▸ **What you need to do**: Copy, from the material below, each line that contains the word "title".

▸ **Data for this exercise**:

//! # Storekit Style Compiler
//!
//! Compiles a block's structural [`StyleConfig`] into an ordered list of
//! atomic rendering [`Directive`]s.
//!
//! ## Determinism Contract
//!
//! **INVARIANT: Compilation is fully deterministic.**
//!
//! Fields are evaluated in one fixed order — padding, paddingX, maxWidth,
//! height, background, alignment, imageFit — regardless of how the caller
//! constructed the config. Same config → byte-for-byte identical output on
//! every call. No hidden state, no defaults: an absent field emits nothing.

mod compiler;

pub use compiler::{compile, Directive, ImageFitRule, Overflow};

...

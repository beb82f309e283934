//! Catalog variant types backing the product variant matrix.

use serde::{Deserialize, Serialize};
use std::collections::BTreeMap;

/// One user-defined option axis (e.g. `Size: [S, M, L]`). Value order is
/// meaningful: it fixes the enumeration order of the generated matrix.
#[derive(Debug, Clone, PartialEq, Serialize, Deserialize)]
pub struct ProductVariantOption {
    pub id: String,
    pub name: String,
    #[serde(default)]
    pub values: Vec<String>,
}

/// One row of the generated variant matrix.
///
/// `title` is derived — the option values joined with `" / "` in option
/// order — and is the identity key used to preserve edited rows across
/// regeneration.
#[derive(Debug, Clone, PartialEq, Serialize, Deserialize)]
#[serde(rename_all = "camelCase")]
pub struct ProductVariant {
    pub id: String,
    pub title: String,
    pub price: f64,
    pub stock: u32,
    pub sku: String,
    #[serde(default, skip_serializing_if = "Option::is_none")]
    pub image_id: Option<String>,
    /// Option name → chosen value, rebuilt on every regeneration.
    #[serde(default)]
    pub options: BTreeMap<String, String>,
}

▸ **Exercise result**:
/// `title` is derived — the option values joined with `" / "` in option
    pub title: String,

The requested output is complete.